— The problem —
Retype the records below exactly as they appear.

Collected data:
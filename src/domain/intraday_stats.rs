//! Running per-symbol intraday statistics fed from live quotes.

use serde::Serialize;
use std::collections::BTreeMap;

#[derive(Debug, Clone, Default)]
pub struct SymbolIntradayStats {
    first_price: Option<f64>,
    last_price: Option<f64>,
    high: Option<f64>,
    low: Option<f64>,
    count: u64,
    sum_ret: f64,
    sum_ret_sq: f64,
}

#[derive(Debug, Clone, PartialEq, Serialize)]
pub struct IntradayMetrics {
    pub intraday_return: f64,
    pub volatility: f64,
    pub range_pct: f64,
    pub high: Option<f64>,
    pub low: Option<f64>,
    pub count: u64,
    pub last_price: Option<f64>,
}

impl SymbolIntradayStats {
    pub fn update(&mut self, price: f64) {
        if price.is_nan() || price <= 0.0 {
            return;
        }
        let Some(last) = self.last_price else {
            self.first_price = Some(price);
            self.last_price = Some(price);
            self.high = Some(price);
            self.low = Some(price);
            self.count = 1;
            return;
        };

        self.high = self.high.map(|h| h.max(price));
        self.low = self.low.map(|l| l.min(price));
        if last > 0.0 {
            let r = (price / last).ln();
            self.sum_ret += r;
            self.sum_ret_sq += r * r;
        }
        self.last_price = Some(price);
        self.count += 1;
    }

    pub fn count(&self) -> u64 {
        self.count
    }

    pub fn as_metrics(&self) -> IntradayMetrics {
        let intraday_return = match (self.first_price, self.last_price) {
            (Some(first), Some(last)) if self.count > 1 && first > 0.0 => (last - first) / first,
            _ => 0.0,
        };

        let volatility = if self.count > 2 {
            let n_ret = (self.count - 1) as f64;
            let mean = self.sum_ret / n_ret;
            let var = (self.sum_ret_sq / n_ret - mean * mean).max(0.0);
            var.sqrt() * n_ret.sqrt()
        } else {
            0.0
        };

        let range_pct = match (self.high, self.low) {
            (Some(h), Some(l)) if l > 0.0 => (h - l) / l,
            _ => 0.0,
        };

        IntradayMetrics {
            intraday_return,
            volatility,
            range_pct,
            high: self.high,
            low: self.low,
            count: self.count,
            last_price: self.last_price,
        }
    }
}

/// Intraday stats keyed by uppercase symbol.
#[derive(Debug, Default)]
pub struct IntradayStatsTracker {
    stats: BTreeMap<String, SymbolIntradayStats>,
}

impl IntradayStatsTracker {
    pub fn new() -> Self {
        Self::default()
    }

    pub fn on_quote(&mut self, symbol: &str, price: f64) {
        self.stats
            .entry(symbol.to_uppercase())
            .or_default()
            .update(price);
    }

    pub fn get(&self, symbol: &str) -> Option<&SymbolIntradayStats> {
        self.stats.get(&symbol.to_uppercase())
    }

    pub fn summary(&self) -> BTreeMap<String, IntradayMetrics> {
        self.stats
            .iter()
            .map(|(symbol, s)| (symbol.clone(), s.as_metrics()))
            .collect()
    }
}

— Result of this exercise —
filename src/domain/intraday_stats.rs
//! Running per-symbol intraday statistics fed from live quotes.

use serde::Serialize;
use std::collections::BTreeMap;

#[derive(Debug, Clone, Default)]
pub struct SymbolIntradayStats {
    first_price: Option<f64>,
    last_price: Option<f64>,
    high: Option<f64>,
    low: Option<f64>,
    count: u64,
    sum_ret: f64,
    sum_ret_sq: f64,
}

#[derive(Debug, Clone, PartialEq, Serialize)]
pub struct IntradayMetrics {
    pub intraday_return: f64,
    pub volatility: f64,
    pub range_pct: f64,
    pub high: Option<f64>,
    pub low: Option<f64>,
    pub count: u64,
    pub last_price: Option<f64>,
}

impl SymbolIntradayStats {
    pub fn update(&mut self, price: f64) {
        if price.is_nan() || price <= 0.0 {
            return;
        }
        let Some(last) = self.last_price else {
            self.first_price = Some(price);
            self.last_price = Some(price);
            self.high = Some(price);
            self.low = Some(price);
            self.count = 1;
            return;
        };

        self.high = self.high.map(|h| h.max(price));
        self.low = self.low.map(|l| l.min(price));
        if last > 0.0 {
            let r = (price / last).ln();
            self.sum_ret += r;
            self.sum_ret_sq += r * r;
        }
        self.last_price = Some(price);
        self.count += 1;
    }

    pub fn count(&self) -> u64 {
        self.count
    }

    pub fn as_metrics(&self) -> IntradayMetrics {
        let intraday_return = match (self.first_price, self.last_price) {
            (Some(first), Some(last)) if self.count > 1 && first > 0.0 => (last - first) / first,
            _ => 0.0,
        };

        let volatility = if self.count > 2 {
            let n_ret = (self.count - 1) as f64;
            let mean = self.sum_ret / n_ret;
            let var = (self.sum_ret_sq / n_ret - mean * mean).max(0.0);
            var.sqrt() * n_ret.sqrt()
        } else {
            0.0
        };

        let range_pct = match (self.high, self.low) {
            (Some(h), Some(l)) if l > 0.0 => (h - l) / l,
            _ => 0.0,
        };

        IntradayMetrics {
            intraday_return,
            volatility,
            range_pct,
            high: self.high,
            low: self.low,
            count: self.count,
            last_price: self.last_price,
        }
    }
}

/// Intraday stats keyed by uppercase symbol.
#[derive(Debug, Default)]
pub struct IntradayStatsTracker {
    stats: BTreeMap<String, SymbolIntradayStats>,
}

impl IntradayStatsTracker {
    pub fn new() -> Self {
        Self::default()
    }

    pub fn on_quote(&mut self, symbol: &str, price: f64) {
        self.stats
            .entry(symbol.to_uppercase())
            .or_default()
            .update(price);
    }

    pub fn get(&self, symbol: &str) -> Option<&SymbolIntradayStats> {
        self.stats.get(&symbol.to_uppercase())
    }

    pub fn summary(&self) -> BTreeMap<String, IntradayMetrics> {
        self.stats
            .iter()
            .map(|(symbol, s)| (symbol.clone(), s.as_metrics()))
            .collect()
    }
}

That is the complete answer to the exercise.